Count every line in this listing that has "used". Reply with only the total.

> DATA FOR THE TASK
* * *

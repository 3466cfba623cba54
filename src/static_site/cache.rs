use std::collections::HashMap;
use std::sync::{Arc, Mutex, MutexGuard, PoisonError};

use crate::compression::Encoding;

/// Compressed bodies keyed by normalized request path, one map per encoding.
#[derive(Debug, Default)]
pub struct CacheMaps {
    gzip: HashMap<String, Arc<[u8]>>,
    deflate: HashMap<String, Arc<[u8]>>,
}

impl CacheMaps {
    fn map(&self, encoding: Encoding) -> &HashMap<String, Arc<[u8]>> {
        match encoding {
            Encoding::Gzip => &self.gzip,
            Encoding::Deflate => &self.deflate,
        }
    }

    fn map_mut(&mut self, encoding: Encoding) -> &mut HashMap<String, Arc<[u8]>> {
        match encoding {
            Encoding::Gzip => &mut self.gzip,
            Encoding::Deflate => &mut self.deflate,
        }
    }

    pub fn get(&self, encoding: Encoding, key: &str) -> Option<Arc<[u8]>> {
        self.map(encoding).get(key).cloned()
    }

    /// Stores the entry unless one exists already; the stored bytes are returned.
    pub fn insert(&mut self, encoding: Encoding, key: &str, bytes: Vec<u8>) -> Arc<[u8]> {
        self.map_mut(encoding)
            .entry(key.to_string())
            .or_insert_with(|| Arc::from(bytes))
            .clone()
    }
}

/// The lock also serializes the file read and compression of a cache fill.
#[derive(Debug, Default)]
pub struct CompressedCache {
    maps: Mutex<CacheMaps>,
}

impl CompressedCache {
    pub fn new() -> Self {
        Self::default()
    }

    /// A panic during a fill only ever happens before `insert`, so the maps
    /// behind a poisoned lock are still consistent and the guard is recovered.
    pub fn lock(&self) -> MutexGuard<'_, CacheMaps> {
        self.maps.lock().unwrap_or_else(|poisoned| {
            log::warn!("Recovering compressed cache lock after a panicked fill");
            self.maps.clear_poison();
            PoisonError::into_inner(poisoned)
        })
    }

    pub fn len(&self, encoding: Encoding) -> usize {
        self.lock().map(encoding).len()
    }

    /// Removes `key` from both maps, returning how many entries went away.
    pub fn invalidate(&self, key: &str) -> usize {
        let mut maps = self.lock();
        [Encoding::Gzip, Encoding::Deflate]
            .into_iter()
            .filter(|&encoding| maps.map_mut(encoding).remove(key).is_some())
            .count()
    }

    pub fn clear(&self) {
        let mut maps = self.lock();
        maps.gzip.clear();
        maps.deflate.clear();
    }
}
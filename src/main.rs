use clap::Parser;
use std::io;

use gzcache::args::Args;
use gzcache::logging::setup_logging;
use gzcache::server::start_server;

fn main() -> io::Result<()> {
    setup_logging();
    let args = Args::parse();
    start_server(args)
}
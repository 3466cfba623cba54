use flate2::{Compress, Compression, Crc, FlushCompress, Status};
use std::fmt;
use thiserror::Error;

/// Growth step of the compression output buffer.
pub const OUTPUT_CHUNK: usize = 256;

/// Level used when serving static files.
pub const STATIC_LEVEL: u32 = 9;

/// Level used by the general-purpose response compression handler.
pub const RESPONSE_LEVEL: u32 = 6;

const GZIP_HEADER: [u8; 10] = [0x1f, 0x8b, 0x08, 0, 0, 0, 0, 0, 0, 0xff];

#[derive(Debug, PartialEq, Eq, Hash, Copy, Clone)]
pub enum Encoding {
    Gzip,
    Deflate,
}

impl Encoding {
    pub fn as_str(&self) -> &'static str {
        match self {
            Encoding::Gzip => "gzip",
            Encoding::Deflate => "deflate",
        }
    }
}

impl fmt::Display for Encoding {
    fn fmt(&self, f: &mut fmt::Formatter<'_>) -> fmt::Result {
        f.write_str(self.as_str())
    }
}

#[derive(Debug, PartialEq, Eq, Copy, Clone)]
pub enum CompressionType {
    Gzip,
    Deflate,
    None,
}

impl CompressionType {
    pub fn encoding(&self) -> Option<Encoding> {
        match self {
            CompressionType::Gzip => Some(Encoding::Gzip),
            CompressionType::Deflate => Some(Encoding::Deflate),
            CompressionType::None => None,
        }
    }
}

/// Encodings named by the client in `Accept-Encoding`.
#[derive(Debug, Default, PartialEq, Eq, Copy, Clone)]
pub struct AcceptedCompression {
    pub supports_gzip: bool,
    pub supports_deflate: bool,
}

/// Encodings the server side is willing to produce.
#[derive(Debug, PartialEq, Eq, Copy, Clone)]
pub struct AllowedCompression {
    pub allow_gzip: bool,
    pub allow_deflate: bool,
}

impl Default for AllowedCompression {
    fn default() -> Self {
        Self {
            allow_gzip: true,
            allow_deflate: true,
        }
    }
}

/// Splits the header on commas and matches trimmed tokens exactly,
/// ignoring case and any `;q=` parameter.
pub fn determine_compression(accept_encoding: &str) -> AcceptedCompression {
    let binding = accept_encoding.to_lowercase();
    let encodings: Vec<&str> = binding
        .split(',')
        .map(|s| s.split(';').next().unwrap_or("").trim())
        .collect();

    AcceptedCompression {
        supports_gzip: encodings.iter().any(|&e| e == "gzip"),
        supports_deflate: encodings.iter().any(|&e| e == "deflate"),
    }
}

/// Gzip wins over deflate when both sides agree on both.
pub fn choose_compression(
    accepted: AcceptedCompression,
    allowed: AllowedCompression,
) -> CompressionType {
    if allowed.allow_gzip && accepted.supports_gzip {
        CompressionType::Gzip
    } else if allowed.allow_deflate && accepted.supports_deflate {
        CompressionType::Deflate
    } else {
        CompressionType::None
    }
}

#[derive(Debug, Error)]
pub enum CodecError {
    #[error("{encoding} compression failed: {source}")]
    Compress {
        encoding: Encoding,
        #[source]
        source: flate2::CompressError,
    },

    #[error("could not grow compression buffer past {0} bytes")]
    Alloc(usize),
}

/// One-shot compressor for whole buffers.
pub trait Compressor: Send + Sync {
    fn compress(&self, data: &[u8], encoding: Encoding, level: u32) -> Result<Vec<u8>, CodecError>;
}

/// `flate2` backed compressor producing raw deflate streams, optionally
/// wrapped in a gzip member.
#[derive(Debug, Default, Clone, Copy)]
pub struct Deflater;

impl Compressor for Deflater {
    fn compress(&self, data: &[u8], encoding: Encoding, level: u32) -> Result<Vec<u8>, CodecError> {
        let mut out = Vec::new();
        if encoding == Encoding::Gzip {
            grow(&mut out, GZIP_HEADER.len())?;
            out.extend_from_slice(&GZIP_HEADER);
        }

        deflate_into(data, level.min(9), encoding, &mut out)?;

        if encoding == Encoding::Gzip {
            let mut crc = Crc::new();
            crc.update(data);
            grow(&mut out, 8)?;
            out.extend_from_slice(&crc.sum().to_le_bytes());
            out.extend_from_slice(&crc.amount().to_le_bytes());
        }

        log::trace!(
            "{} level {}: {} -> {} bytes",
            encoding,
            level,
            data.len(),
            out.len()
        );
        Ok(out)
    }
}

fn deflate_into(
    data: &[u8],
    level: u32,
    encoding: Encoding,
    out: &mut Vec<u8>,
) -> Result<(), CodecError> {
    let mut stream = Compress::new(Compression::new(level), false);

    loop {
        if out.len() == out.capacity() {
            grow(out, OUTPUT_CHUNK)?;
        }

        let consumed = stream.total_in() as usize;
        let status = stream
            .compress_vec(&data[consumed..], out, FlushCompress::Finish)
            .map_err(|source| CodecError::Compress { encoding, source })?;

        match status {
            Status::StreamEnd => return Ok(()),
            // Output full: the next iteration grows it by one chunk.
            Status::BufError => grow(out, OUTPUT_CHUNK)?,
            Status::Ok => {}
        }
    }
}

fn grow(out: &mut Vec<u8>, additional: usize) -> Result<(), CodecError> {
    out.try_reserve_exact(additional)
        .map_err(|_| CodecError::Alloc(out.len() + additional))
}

* * *

> ANSWER FOR THIS EXERCISE
2